The British tabloid The Sun earlier this month announced a new breast cancer awareness campaign promoting weekly self-examinations — but one expert believes the push may do more harm than good.

The campaign, which the tabloid runs in cooperation with the charity CoppaFeel!, calls on women across the world to embrace what it calls “Check ‘Em Tuesday” and start self-examining their breasts on a weekly basis. To help improve compliance, the campaign runners offer regular text message reminders for participants. Speaking to The Guardian, CoppaFeel! founder Kris Hallenga called the collaboration between the tabloid and the charity “a brilliant platform to get across a life-saving message.”

Hallenga, who’s been campaigning since 2009, was diagnosed with breast cancer shortly after her 23rd birthday and is currently undergoing treatment for a stage four tumor.

"Doctors across the country have been overwhelmingly supportive of our Check 'Em Tuesday campaign with The Sun,” she told the Huffington Post. “Breast awareness is recommended by the Department of Health and all major breast cancer charities in the UK."

However, not all experts appear to be onboard with the awareness drive. Dr. Margaret McCartney, for one, is not impressed. Writing for the British Medical Journal, she charges that teaching women self-examination “has been shown not to reduce deaths from breast cancer and actually increases the chances of a benign biopsy result.”

As more and more women perform self-examinations without the expertise needed to distinguish between cancers and harmless growths, more time and resources will be wasted on unnecessary procedures, she says. For the women involved, “Check ‘Em Tuesday” may lead to little more than unnecessary worry.

“[It’s] unfair to tell women that regular self-examination will save their lives when it may simply incur anxiety and have the potential to harm,” McCartney added.

Science-Based Screening and Awareness

To be fair, CoppaFeel! doesn’t claim that “Check ‘Em Tuesday” will save the participants’ lives, but rather that weekly self-exams can help their primary care provider intervene in time. Still, McCartney explains that the campaign follows in a growing line of awareness drives that do not place enough emphasis on hard science.

Another example, she says, is the charity Breakthrough Breast Cancer, which encourages women to “touch – look – feel” and know “what your breasts look and feel like normally.” Similarly, the UK’s National Health Service recommends that women self-examine at different times of the month. The National Institutes of Health, on the other hand, cautions that self-examination is not for everyone.

“If we fail to critically evaluate campaigns on cancer, we create the appearance of doing something useful while potentially distracting from what might really help,” McCartney told reporters. “In doing so we potentially harm the very women we’re purporting to help.”
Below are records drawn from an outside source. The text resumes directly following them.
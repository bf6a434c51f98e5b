//! Rate-limited alerting. A condition must persist for the configured
//! delay before the first alert fires, and the same condition is never
//! re-alerted within the window. Alerts land in the log and the status
//! snapshot; external notifier transports sit behind this contract.

use chrono::{DateTime, Duration, Utc};
use std::collections::HashMap;
use tracing::error;

#[derive(Debug, Clone)]
struct Condition {
    since: DateTime<Utc>,
    message: String,
    last_alerted: Option<DateTime<Utc>>,
}

/// An alert that has crossed the persistence threshold.
#[derive(Debug, Clone, PartialEq, serde::Serialize)]
pub struct ActiveAlert {
    pub key: String,
    pub message: String,
    pub since: DateTime<Utc>,
}

#[derive(Debug)]
pub struct AlertTracker {
    delay: Duration,
    conditions: HashMap<String, Condition>,
}

impl AlertTracker {
    pub fn new(delay: Duration) -> Self {
        Self {
            delay,
            conditions: HashMap::new(),
        }
    }

    /// Note that a condition is currently present. Returns true exactly
    /// when an alert should be emitted now.
    pub fn observe(&mut self, key: &str, message: &str, now: DateTime<Utc>) -> bool {
        let entry = self
            .conditions
            .entry(key.to_string())
            .or_insert_with(|| Condition {
                since: now,
                message: message.to_string(),
                last_alerted: None,
            });
        entry.message = message.to_string();

        if now - entry.since < self.delay {
            return false;
        }
        let due = match entry.last_alerted {
            None => true,
            Some(last) => now - last >= self.delay,
        };
        if due {
            entry.last_alerted = Some(now);
            error!(condition = %key, message = %message, "alert");
        }
        due
    }

    /// The condition went away.
    pub fn clear(&mut self, key: &str) {
        self.conditions.remove(key);
    }

    /// Conditions that have persisted past the threshold, for the status
    /// snapshot.
    pub fn active(&self, now: DateTime<Utc>) -> Vec<ActiveAlert> {
        let mut alerts: Vec<ActiveAlert> = self
            .conditions
            .iter()
            .filter(|(_, c)| now - c.since >= self.delay)
            .map(|(k, c)| ActiveAlert {
                key: k.clone(),
                message: c.message.clone(),
                since: c.since,
            })
            .collect();
        alerts.sort_by(|a, b| a.key.cmp(&b.key));
        alerts
    }
}
//! Per-device single-writer worker. All RPC to one physical device flows
//! through its worker's queue, so commands are never interleaved and the
//! control loop never blocks on device I/O. Results come back as events.

use anyhow::{anyhow, Result};
use chrono::{DateTime, Duration as ChronoDuration, Utc};
use std::collections::HashMap;
use std::future::Future;
use std::sync::Arc;
use std::time::Duration;
use tokio::sync::{mpsc, oneshot};
use tokio::time::sleep;
use tokio_util::sync::CancellationToken;
use tracing::{debug, info, warn};
use uuid::Uuid;

use super::{DeviceClient, DeviceStatus, MeterReading};
use crate::config::ShellyDeviceConfig;

const REQUEST_QUEUE_DEPTH: usize = 32;

/// A relay change request; the correlation id ties the eventual
/// [`DeviceEvent::CommandResult`] back to the issuing controller.
#[derive(Debug, Clone, Copy, PartialEq, Eq)]
pub struct RelayCommand {
    pub correlation_id: Uuid,
    pub relay: u8,
    pub turn_on: bool,
}

/// Requests accepted by a device worker. Relay changes always produce a
/// [`DeviceEvent::CommandResult`]; a sequence runner may additionally
/// attach a oneshot for direct step acknowledgement.
#[derive(Debug)]
pub enum DeviceRequest {
    SetRelay {
        command: RelayCommand,
        reply: Option<oneshot::Sender<Result<(), String>>>,
    },
    ReadMeter { index: u8 },
    ReadTemp { probe: String, probe_id: u32 },
    RefreshStatus,
}

/// Events emitted back to the control loop.
#[derive(Debug, Clone, PartialEq)]
pub enum DeviceEvent {
    CommandResult {
        device: String,
        command: RelayCommand,
        ok: bool,
        error: Option<String>,
    },
    MeterReading {
        device: String,
        index: u8,
        reading: MeterReading,
    },
    TempReading {
        device: String,
        probe: String,
        celsius: f64,
        at: DateTime<Utc>,
    },
    Status {
        device: String,
        status: DeviceStatus,
        at: DateTime<Utc>,
    },
    /// Too many consecutive failures; dependent outputs go FAULT.
    Down { device: String },
    Recovered { device: String },
}

/// Cheap cloneable handle for enqueueing requests to one worker.
#[derive(Debug, Clone)]
pub struct DeviceHandle {
    pub name: String,
    tx: mpsc::Sender<DeviceRequest>,
}

impl DeviceHandle {
    /// Enqueue a request; a full queue drops it with a warning rather than
    /// blocking the caller.
    pub fn send(&self, request: DeviceRequest) {
        if let Err(e) = self.tx.try_send(request) {
            warn!(device = %self.name, error = %e, "device queue full, dropping request");
        }
    }
}

/// Worker state for one device.
pub struct DeviceWorker {
    name: String,
    client: Arc<dyn DeviceClient>,
    rx: mpsc::Receiver<DeviceRequest>,
    events: mpsc::Sender<DeviceEvent>,
    retry_count: u32,
    retry_delay: Duration,
    max_concurrent_errors: u32,
    meter_staleness: ChronoDuration,
    last_meter: HashMap<u8, MeterReading>,
    consecutive_errors: u32,
    down: bool,
}

impl DeviceWorker {
    /// Spawn the worker task and return its handle.
    pub fn spawn(
        cfg: &ShellyDeviceConfig,
        client: Arc<dyn DeviceClient>,
        events: mpsc::Sender<DeviceEvent>,
        cancel: CancellationToken,
    ) -> DeviceHandle {
        let (tx, rx) = mpsc::channel(REQUEST_QUEUE_DEPTH);
        let worker = DeviceWorker {
            name: cfg.name.clone(),
            client,
            rx,
            events,
            retry_count: cfg.retry_count,
            retry_delay: Duration::from_secs(cfg.retry_delay_secs),
            max_concurrent_errors: cfg.max_concurrent_errors,
            meter_staleness: ChronoDuration::seconds(cfg.meter_staleness_secs as i64),
            last_meter: HashMap::new(),
            consecutive_errors: 0,
            down: false,
        };
        let name = cfg.name.clone();
        tokio::spawn(worker.run(cancel));
        DeviceHandle { name, tx }
    }

    async fn run(mut self, cancel: CancellationToken) {
        loop {
            tokio::select! {
                _ = cancel.cancelled() => {
                    info!(device = %self.name, "device worker stopping");
                    return;
                }
                request = self.rx.recv() => {
                    let Some(request) = request else { return };
                    self.handle(request).await;
                }
            }
        }
    }

    async fn handle(&mut self, request: DeviceRequest) {
        match request {
            DeviceRequest::SetRelay { command, reply } => {
                let client = self.client.clone();
                let result = self
                    .with_retry(|| {
                        let client = client.clone();
                        async move { client.set_output(command.relay, command.turn_on).await }
                    })
                    .await;
                let (ok, error) = match result {
                    Ok(()) => (true, None),
                    Err(e) => (false, Some(e.to_string())),
                };
                if let Some(reply) = reply {
                    let step_result = match &error {
                        None => Ok(()),
                        Some(e) => Err(e.clone()),
                    };
                    let _ = reply.send(step_result);
                }
                self.emit(DeviceEvent::CommandResult {
                    device: self.name.clone(),
                    command,
                    ok,
                    error,
                })
                .await;
            }
            DeviceRequest::ReadMeter { index } => {
                let now = Utc::now();
                if let Some(cached) = self.last_meter.get(&index) {
                    if now - cached.at < self.meter_staleness {
                        debug!(device = %self.name, index, "serving coalesced meter reading");
                        let reading = *cached;
                        self.emit(DeviceEvent::MeterReading {
                            device: self.name.clone(),
                            index,
                            reading,
                        })
                        .await;
                        return;
                    }
                }
                let client = self.client.clone();
                match self
                    .with_retry(|| {
                        let client = client.clone();
                        async move { client.read_meter(index).await }
                    })
                    .await
                {
                    Ok(reading) => {
                        self.last_meter.insert(index, reading);
                        self.emit(DeviceEvent::MeterReading {
                            device: self.name.clone(),
                            index,
                            reading,
                        })
                        .await;
                    }
                    Err(e) => warn!(device = %self.name, index, error = %e, "meter read failed"),
                }
            }
            DeviceRequest::ReadTemp { probe, probe_id } => {
                let client = self.client.clone();
                match self
                    .with_retry(|| {
                        let client = client.clone();
                        async move { client.read_temp(probe_id).await }
                    })
                    .await
                {
                    Ok(celsius) => {
                        self.emit(DeviceEvent::TempReading {
                            device: self.name.clone(),
                            probe,
                            celsius,
                            at: Utc::now(),
                        })
                        .await;
                    }
                    Err(e) => warn!(device = %self.name, probe = %probe, error = %e, "temp read failed"),
                }
            }
            DeviceRequest::RefreshStatus => {
                let client = self.client.clone();
                match self
                    .with_retry(|| {
                        let client = client.clone();
                        async move { client.get_status().await }
                    })
                    .await
                {
                    Ok(status) => {
                        self.emit(DeviceEvent::Status {
                            device: self.name.clone(),
                            status,
                            at: Utc::now(),
                        })
                        .await;
                    }
                    Err(e) => warn!(device = %self.name, error = %e, "status refresh failed"),
                }
            }
        }
    }

    /// Run one RPC with fixed-delay retries, tracking the consecutive
    /// failure count that drives down/recovered events.
    async fn with_retry<T, Fut>(&mut self, mut op: impl FnMut() -> Fut) -> Result<T>
    where
        Fut: Future<Output = Result<T>>,
    {
        let mut last_err: Option<anyhow::Error> = None;
        for attempt in 0..=self.retry_count {
            match op().await {
                Ok(v) => {
                    self.consecutive_errors = 0;
                    if self.down {
                        self.down = false;
                        let device = self.name.clone();
                        self.emit(DeviceEvent::Recovered { device }).await;
                    }
                    return Ok(v);
                }
                Err(e) => {
                    debug!(device = %self.name, attempt, error = %e, "device call failed");
                    last_err = Some(e);
                    if attempt < self.retry_count {
                        sleep(self.retry_delay).await;
                    }
                }
            }
        }
        self.consecutive_errors = self.consecutive_errors.saturating_add(1);
        if !self.down && self.consecutive_errors >= self.max_concurrent_errors {
            self.down = true;
            let device = self.name.clone();
            self.emit(DeviceEvent::Down { device }).await;
        }
        Err(last_err.unwrap_or_else(|| anyhow!("device call failed with no attempts")))
    }

    async fn emit(&self, event: DeviceEvent) {
        if self.events.send(event).await.is_err() {
            warn!(device = %self.name, "event channel closed");
        }
    }
}
//! Per-output relay state machine. The control loop feeds it one decision
//! per tick; the machine enforces anti-chatter locks and tracks in-flight
//! actuation so at most one command per output is ever outstanding.

use chrono::{DateTime, Duration, Utc};
use serde::Serialize;
use strum_macros::Display;
use uuid::Uuid;

use crate::domain::{AntiChatter, OffTimer};

#[derive(Debug, Clone, Copy, PartialEq, Eq, Serialize, Display)]
#[serde(rename_all = "snake_case")]
pub enum ControllerState {
    Off,
    On,
    TurningOn,
    TurningOff,
    LockedOn,
    LockedOff,
    Fault,
}

/// Actuation the control loop must start this tick.
#[derive(Debug, Clone, Copy, PartialEq, Eq)]
pub enum Action {
    TurnOn,
    TurnOff,
}

/// Everything the machine needs to know about the world this tick, already
/// reduced to a single wanted state plus lock-bypass hints.
#[derive(Debug, Clone, Copy)]
pub struct Gates {
    /// The state the output should be in.
    pub want_on: bool,
    /// An app override or forced input pin bypasses min-on/min-off locks.
    pub ignore_locks: bool,
}

#[derive(Debug, Clone)]
pub struct OutputMachine {
    pub state: ControllerState,
    /// End of the current LOCKED_ON / LOCKED_OFF window.
    pub locked_until: Option<DateTime<Utc>>,
    /// Continuous-off start, driving max-off forced exercise.
    pub off_since: Option<DateTime<Utc>>,
    pub on_since: Option<DateTime<Utc>>,
    /// Correlation id of the in-flight command or sequence.
    pub pending: Option<Uuid>,
    pub last_fault: Option<String>,
    chatter: AntiChatter,
}

impl OutputMachine {
    /// A machine always starts from the persisted relay state so a restart
    /// does not cycle hardware.
    pub fn new(chatter: AntiChatter, relay_on: Option<bool>, now: DateTime<Utc>) -> Self {
        let (state, on_since, off_since) = match relay_on {
            Some(true) => (ControllerState::On, Some(now), None),
            Some(false) => (ControllerState::Off, None, Some(now)),
            None => (ControllerState::Off, None, None),
        };
        Self {
            state,
            locked_until: None,
            off_since,
            on_since,
            pending: None,
            last_fault: None,
            chatter,
        }
    }

    pub fn is_on(&self) -> bool {
        matches!(
            self.state,
            ControllerState::On | ControllerState::LockedOn | ControllerState::TurningOff
        )
    }

    pub fn in_flight(&self) -> bool {
        self.pending.is_some()
    }

    /// True when the output has sat continuously off past the configured
    /// max-off exercise interval.
    pub fn max_off_exceeded(&self, now: DateTime<Utc>) -> bool {
        let OffTimer::MaxOff { minutes } = self.chatter.off_timer else {
            return false;
        };
        match (self.state, self.off_since) {
            (ControllerState::Off, Some(since)) => {
                now - since > Duration::minutes(minutes as i64)
            }
            _ => false,
        }
    }

    /// Release expired locks. Called at the top of every tick.
    pub fn expire_locks(&mut self, now: DateTime<Utc>) {
        let Some(until) = self.locked_until else { return };
        if now < until {
            return;
        }
        self.locked_until = None;
        match self.state {
            ControllerState::LockedOn => self.state = ControllerState::On,
            ControllerState::LockedOff => self.state = ControllerState::Off,
            _ => {}
        }
    }

    /// Evaluate one tick. Returns the actuation to start, if any. While a
    /// command is in flight no further action is produced.
    pub fn step(&mut self, now: DateTime<Utc>, gates: Gates) -> Option<Action> {
        if self.in_flight() {
            return None;
        }
        match self.state {
            ControllerState::On => {
                if !gates.want_on {
                    Some(Action::TurnOff)
                } else {
                    None
                }
            }
            ControllerState::LockedOn => {
                // Min-on holds unless an override asks to break it.
                if !gates.want_on && gates.ignore_locks {
                    Some(Action::TurnOff)
                } else {
                    None
                }
            }
            ControllerState::Off => {
                if gates.want_on {
                    Some(Action::TurnOn)
                } else {
                    None
                }
            }
            ControllerState::LockedOff => {
                if gates.want_on && gates.ignore_locks {
                    Some(Action::TurnOn)
                } else {
                    None
                }
            }
            ControllerState::Fault => {
                // Recovery: attempt whichever direction the world wants.
                Some(if gates.want_on {
                    Action::TurnOn
                } else {
                    Action::TurnOff
                })
            }
            ControllerState::TurningOn | ControllerState::TurningOff => None,
        }
    }

    /// Record that actuation has been dispatched.
    pub fn begin(&mut self, action: Action, correlation_id: Uuid) {
        self.pending = Some(correlation_id);
        self.state = match action {
            Action::TurnOn => ControllerState::TurningOn,
            Action::TurnOff => ControllerState::TurningOff,
        };
    }

    /// Actuation finished. On success the relevant anti-chatter lock is
    /// armed; on failure the machine faults and waits for recovery.
    pub fn complete(&mut self, now: DateTime<Utc>, ok: bool, error: Option<String>) {
        self.pending = None;
        if !ok {
            self.last_fault = error;
            self.state = ControllerState::Fault;
            return;
        }
        self.last_fault = None;
        match self.state {
            ControllerState::TurningOn => {
                self.on_since = Some(now);
                self.off_since = None;
                if self.chatter.min_on_minutes > 0 {
                    self.state = ControllerState::LockedOn;
                    self.locked_until =
                        Some(now + Duration::minutes(self.chatter.min_on_minutes as i64));
                } else {
                    self.state = ControllerState::On;
                }
            }
            ControllerState::TurningOff => {
                self.off_since = Some(now);
                self.on_since = None;
                if let OffTimer::MinOff { minutes } = self.chatter.off_timer {
                    self.state = ControllerState::LockedOff;
                    self.locked_until = Some(now + Duration::minutes(minutes as i64));
                } else {
                    self.state = ControllerState::Off;
                }
            }
            // A stray completion for a state we are no longer in: adopt
            // the closest stable state rather than guessing.
            _ => {}
        }
    }

    /// Force-adopt an externally observed relay state (webhook or status
    /// poll disagreeing with our bookkeeping).
    pub fn observe(&mut self, now: DateTime<Utc>, relay_on: bool) {
        if self.in_flight() {
            return;
        }
        match (self.is_on(), relay_on) {
            (false, true) => {
                self.state = ControllerState::On;
                self.on_since = Some(now);
                self.off_since = None;
                self.locked_until = None;
            }
            (true, false) => {
                self.state = ControllerState::Off;
                self.off_since = Some(now);
                self.on_since = None;
                self.locked_until = None;
            }
            _ => {}
        }
    }
}
//! HTTP command surface: current state, manual overrides, forced price
//! refresh, and the webhook listener devices push input changes to. All
//! command routes are guarded by the configured access key; webhooks from
//! on-LAN devices are not.

pub mod error;

use axum::{
    extract::{Path, State},
    http::HeaderMap,
    routing::{get, post},
    Json, Router,
};
use serde::{Deserialize, Serialize};
use tower_http::{cors::CorsLayer, trace::TraceLayer};

use crate::controller::{AppState, ControlEvent, OverrideRequest, StatusSnapshot};
use error::ApiError;

pub fn router(state: AppState) -> Router {
    Router::new()
        .route("/api/v1/status", get(status))
        .route("/api/v1/override/:output", post(override_output))
        .route("/api/v1/refresh", post(refresh))
        .route("/webhook", post(webhook))
        .layer(CorsLayer::permissive())
        .layer(TraceLayer::new_for_http())
        .with_state(state)
}

fn authorize(state: &AppState, headers: &HeaderMap) -> Result<(), ApiError> {
    let Some(expected) = &state.access_key else {
        return Ok(());
    };
    let presented = headers
        .get(axum::http::header::AUTHORIZATION)
        .and_then(|v| v.to_str().ok())
        .and_then(|v| v.strip_prefix("Bearer "));
    if presented == Some(expected.as_str()) {
        Ok(())
    } else {
        Err(ApiError::Unauthorized)
    }
}

async fn status(
    State(state): State<AppState>,
    headers: HeaderMap,
) -> Result<Json<StatusSnapshot>, ApiError> {
    authorize(&state, &headers)?;
    Ok(Json(state.status_rx.borrow().clone()))
}

#[derive(Debug, Deserialize)]
pub struct OverrideBody {
    pub state: String,
    #[serde(default)]
    pub ttl_minutes: Option<u32>,
}

#[derive(Debug, Serialize)]
struct Accepted {
    status: &'static str,
}

async fn override_output(
    State(state): State<AppState>,
    Path(output): Path<String>,
    headers: HeaderMap,
    Json(body): Json<OverrideBody>,
) -> Result<Json<Accepted>, ApiError> {
    authorize(&state, &headers)?;
    if state.registry.output(&output).is_none() {
        return Err(ApiError::NotFound(format!("output {output}")));
    }
    let request = match body.state.to_ascii_lowercase().as_str() {
        "on" => OverrideRequest::On,
        "off" => OverrideRequest::Off,
        "auto" => OverrideRequest::Auto,
        other => {
            return Err(ApiError::BadRequest(format!(
                "state must be on, off or auto, not {other:?}"
            )))
        }
    };
    state
        .commands_tx
        .send(ControlEvent::Override {
            output,
            state: request,
            ttl_minutes: body.ttl_minutes,
        })
        .await
        .map_err(|_| ApiError::ServiceUnavailable("controller is shutting down".into()))?;
    Ok(Json(Accepted { status: "accepted" }))
}

async fn refresh(
    State(state): State<AppState>,
    headers: HeaderMap,
) -> Result<Json<Accepted>, ApiError> {
    authorize(&state, &headers)?;
    state
        .refresh_tx
        .send(())
        .await
        .map_err(|_| ApiError::ServiceUnavailable("no price refresher running".into()))?;
    Ok(Json(Accepted { status: "accepted" }))
}

#[derive(Debug, Deserialize)]
pub struct WebhookBody {
    pub device: String,
    pub input: u8,
    pub state: bool,
}

async fn webhook(
    State(state): State<AppState>,
    Json(body): Json<WebhookBody>,
) -> Result<Json<Accepted>, ApiError> {
    state
        .commands_tx
        .send(ControlEvent::Webhook {
            device: body.device,
            input: body.input,
            state: body.state,
        })
        .await
        .map_err(|_| ApiError::ServiceUnavailable("controller is shutting down".into()))?;
    Ok(Json(Accepted { status: "accepted" }))
}

#[cfg(test)]
mod tests {
    use super::*;
    use axum::body::Body;
    use axum::http::{Request, StatusCode};
    use std::sync::Arc;
    use tokio::sync::{mpsc, watch};
    use tower::util::ServiceExt;

    fn test_state(access_key: Option<&str>) -> (AppState, mpsc::Receiver<ControlEvent>) {
        let yaml = r#"
general: {}
files:
  state_file: /tmp/pc-state.json
  price_cache_file: /tmp/pc-prices.json
shelly_devices:
  - name: shed
    host: 192.168.1.40
outputs:
  - name: pool-pump
    kind: switched
    device: shed
    relay: 0
operating_schedules: []
"#;
        let settings: crate::config::Settings = serde_yaml::from_str(yaml).unwrap();
        let registry = Arc::new(settings.resolve().unwrap());
        let (_status_tx, status_rx) = watch::channel(StatusSnapshot::startup());
        let (commands_tx, commands_rx) = mpsc::channel(8);
        let (refresh_tx, _refresh_rx) = mpsc::channel(1);
        (
            AppState {
                registry,
                status_rx,
                commands_tx,
                refresh_tx,
                access_key: access_key.map(String::from),
            },
            commands_rx,
        )
    }

    fn post_json(uri: &str, body: serde_json::Value, bearer: Option<&str>) -> Request<Body> {
        let mut builder = Request::builder()
            .method("POST")
            .uri(uri)
            .header("content-type", "application/json");
        if let Some(key) = bearer {
            builder = builder.header("authorization", format!("Bearer {key}"));
        }
        builder.body(Body::from(body.to_string())).unwrap()
    }

    #[tokio::test]
    async fn status_is_served() {
        let (state, _rx) = test_state(None);
        let app = router(state);
        let response = app
            .oneshot(Request::get("/api/v1/status").body(Body::empty()).unwrap())
            .await
            .unwrap();
        assert_eq!(response.status(), StatusCode::OK);
    }

    #[tokio::test]
    async fn override_requires_access_key() {
        let (state, _rx) = test_state(Some("secret"));
        let app = router(state);

        let denied = app
            .clone()
            .oneshot(post_json(
                "/api/v1/override/pool-pump",
                serde_json::json!({"state": "on"}),
                None,
            ))
            .await
            .unwrap();
        assert_eq!(denied.status(), StatusCode::UNAUTHORIZED);

        let allowed = app
            .oneshot(post_json(
                "/api/v1/override/pool-pump",
                serde_json::json!({"state": "on"}),
                Some("secret"),
            ))
            .await
            .unwrap();
        assert_eq!(allowed.status(), StatusCode::OK);
    }

    #[tokio::test]
    async fn override_enqueues_command() {
        let (state, mut rx) = test_state(None);
        let app = router(state);
        let response = app
            .oneshot(post_json(
                "/api/v1/override/pool-pump",
                serde_json::json!({"state": "off", "ttl_minutes": 90}),
                None,
            ))
            .await
            .unwrap();
        assert_eq!(response.status(), StatusCode::OK);

        match rx.recv().await.unwrap() {
            ControlEvent::Override {
                output,
                state,
                ttl_minutes,
            } => {
                assert_eq!(output, "pool-pump");
                assert_eq!(state, OverrideRequest::Off);
                assert_eq!(ttl_minutes, Some(90));
            }
            other => panic!("unexpected command {other:?}"),
        }
    }

    #[tokio::test]
    async fn unknown_output_is_404() {
        let (state, _rx) = test_state(None);
        let app = router(state);
        let response = app
            .oneshot(post_json(
                "/api/v1/override/toaster",
                serde_json::json!({"state": "on"}),
                None,
            ))
            .await
            .unwrap();
        assert_eq!(response.status(), StatusCode::NOT_FOUND);
    }

    #[tokio::test]
    async fn bad_override_state_is_400() {
        let (state, _rx) = test_state(None);
        let app = router(state);
        let response = app
            .oneshot(post_json(
                "/api/v1/override/pool-pump",
                serde_json::json!({"state": "maybe"}),
                None,
            ))
            .await
            .unwrap();
        assert_eq!(response.status(), StatusCode::BAD_REQUEST);
    }

    #[tokio::test]
    async fn webhook_forwards_input_state() {
        let (state, mut rx) = test_state(Some("secret"));
        let app = router(state);
        // Webhooks are not key-guarded.
        let response = app
            .oneshot(post_json(
                "/webhook",
                serde_json::json!({"device": "shed", "input": 1, "state": false}),
                None,
            ))
            .await
            .unwrap();
        assert_eq!(response.status(), StatusCode::OK);

        match rx.recv().await.unwrap() {
            ControlEvent::Webhook {
                device,
                input,
                state,
            } => {
                assert_eq!(device, "shed");
                assert_eq!(input, 1);
                assert!(!state);
            }
            other => panic!("unexpected command {other:?}"),
        }
    }
}
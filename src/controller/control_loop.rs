//! The control loop: sole owner of all per-output controller state. Wakes
//! on the polling tick or on any worker event, rebuilds plans whose inputs
//! changed, advances each output's state machine, and flushes persistent
//! state at most once per wake.

use chrono::{DateTime, Datelike, Duration, NaiveDate, Utc};
use itertools::Itertools;
use serde::Serialize;
use std::collections::{HashMap, HashSet};
use std::sync::Arc;
use tokio::sync::{mpsc, watch};
use tokio::time::{interval, MissedTickBehavior};
use tokio_util::sync::CancellationToken;
use tracing::{debug, info, warn};
use uuid::Uuid;

use super::alerts::{ActiveAlert, AlertTracker};
use super::import::{read_sessions, sessions_after};
use super::machine::{Action, ControllerState, Gates, OutputMachine};
use super::sequence::{spawn_sequence, SequenceContext, SequenceOutcome};
use crate::clock::Clock;
use crate::config::Registry;
use crate::domain::{
    AppOverride, HealthVerdict, InputPinMode, OutputConfig, OutputKind, PlanDecision, RelayState,
    RunPlan, UnhealthyAction, UpsHealth,
};
use crate::hardware::{DeviceEvent, DeviceHandle, DeviceRequest, RelayCommand};
use crate::planner::{apply_parent_gate, build_plan, roll_shortfall, PlanContext};
use crate::prices::{fallback_points, PriceCache, PriceUpdate};
use crate::store::{DailyRecord, PersistedState, StateStore};

/// Commands arriving from the HTTP surface.
#[derive(Debug, Clone, PartialEq)]
pub enum ControlEvent {
    Override {
        output: String,
        state: OverrideRequest,
        ttl_minutes: Option<u32>,
    },
    Webhook {
        device: String,
        input: u8,
        state: bool,
    },
}

#[derive(Debug, Clone, Copy, PartialEq, Eq)]
pub enum OverrideRequest {
    On,
    Off,
    Auto,
}

/// Read-only view published to the HTTP surface after every wake.
#[derive(Debug, Clone, Serialize)]
pub struct StatusSnapshot {
    pub generated_at: DateTime<Utc>,
    pub price_source_down: bool,
    pub outputs: Vec<OutputStatus>,
    pub ups: Vec<UpsHealth>,
    pub alerts: Vec<ActiveAlert>,
}

impl StatusSnapshot {
    pub fn startup() -> Self {
        Self {
            generated_at: Utc::now(),
            price_source_down: false,
            outputs: Vec::new(),
            ups: Vec::new(),
            alerts: Vec::new(),
        }
    }
}

#[derive(Debug, Clone, Serialize)]
pub struct OutputStatus {
    pub name: String,
    pub kind: OutputKind,
    pub state: ControllerState,
    pub relay: RelayState,
    pub on_hours_today: f64,
    pub energy_wh_today: f64,
    pub cost_today: f64,
    pub shortfall_hours: f64,
    pub app_override: Option<AppOverride>,
    pub current_price: Option<f64>,
    pub current_decision: Option<PlanDecision>,
    pub planned_on_slots_today: usize,
    pub last_fault: Option<String>,
}

/// Open meter session for a meter-kind output.
#[derive(Debug, Clone, Copy)]
struct MeterSession {
    energy_wh: f64,
    cost: f64,
}

/// All receive channels feeding the loop.
pub struct LoopChannels {
    pub device_rx: mpsc::Receiver<DeviceEvent>,
    pub price_rx: mpsc::Receiver<PriceUpdate>,
    pub ups_rx: mpsc::Receiver<UpsHealth>,
    pub commands_rx: mpsc::Receiver<ControlEvent>,
    pub sequence_tx: mpsc::Sender<SequenceOutcome>,
    pub sequence_rx: mpsc::Receiver<SequenceOutcome>,
}

pub struct ControlLoop {
    registry: Arc<Registry>,
    clock: Clock,
    cache: Arc<PriceCache>,
    store: StateStore,
    state: PersistedState,
    devices: HashMap<String, DeviceHandle>,
    sequence_ctx: SequenceContext,
    channels: LoopChannels,
    status_tx: watch::Sender<StatusSnapshot>,

    machines: HashMap<String, OutputMachine>,
    plans: HashMap<String, RunPlan>,
    probe_readings: HashMap<String, (f64, DateTime<Utc>)>,
    input_states: HashMap<(String, u8), bool>,
    ups_health: HashMap<String, UpsHealth>,
    meter_sessions: HashMap<String, MeterSession>,
    downs: HashSet<String>,
    alerts: AlertTracker,
    /// device/relay channel back to the owning output.
    relay_owner: HashMap<(String, u8), String>,

    current_day: NaiveDate,
    last_accounted: DateTime<Utc>,
    next_import_due: HashMap<String, DateTime<Utc>>,
    dirty: bool,
}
Breast cancer is currently the second most deadly cancer among U.S. women, affecting over 200,000 and killing 40,000 each year. It is estimated that one in every eight women will develop the disease at some point in their life. While the cause remains unknown, risk factors include early puberty, late menopause, and certain genes. Lifestyle factors like calorie intake and alcohol consumption have also been implicated in higher risk for diagnosis.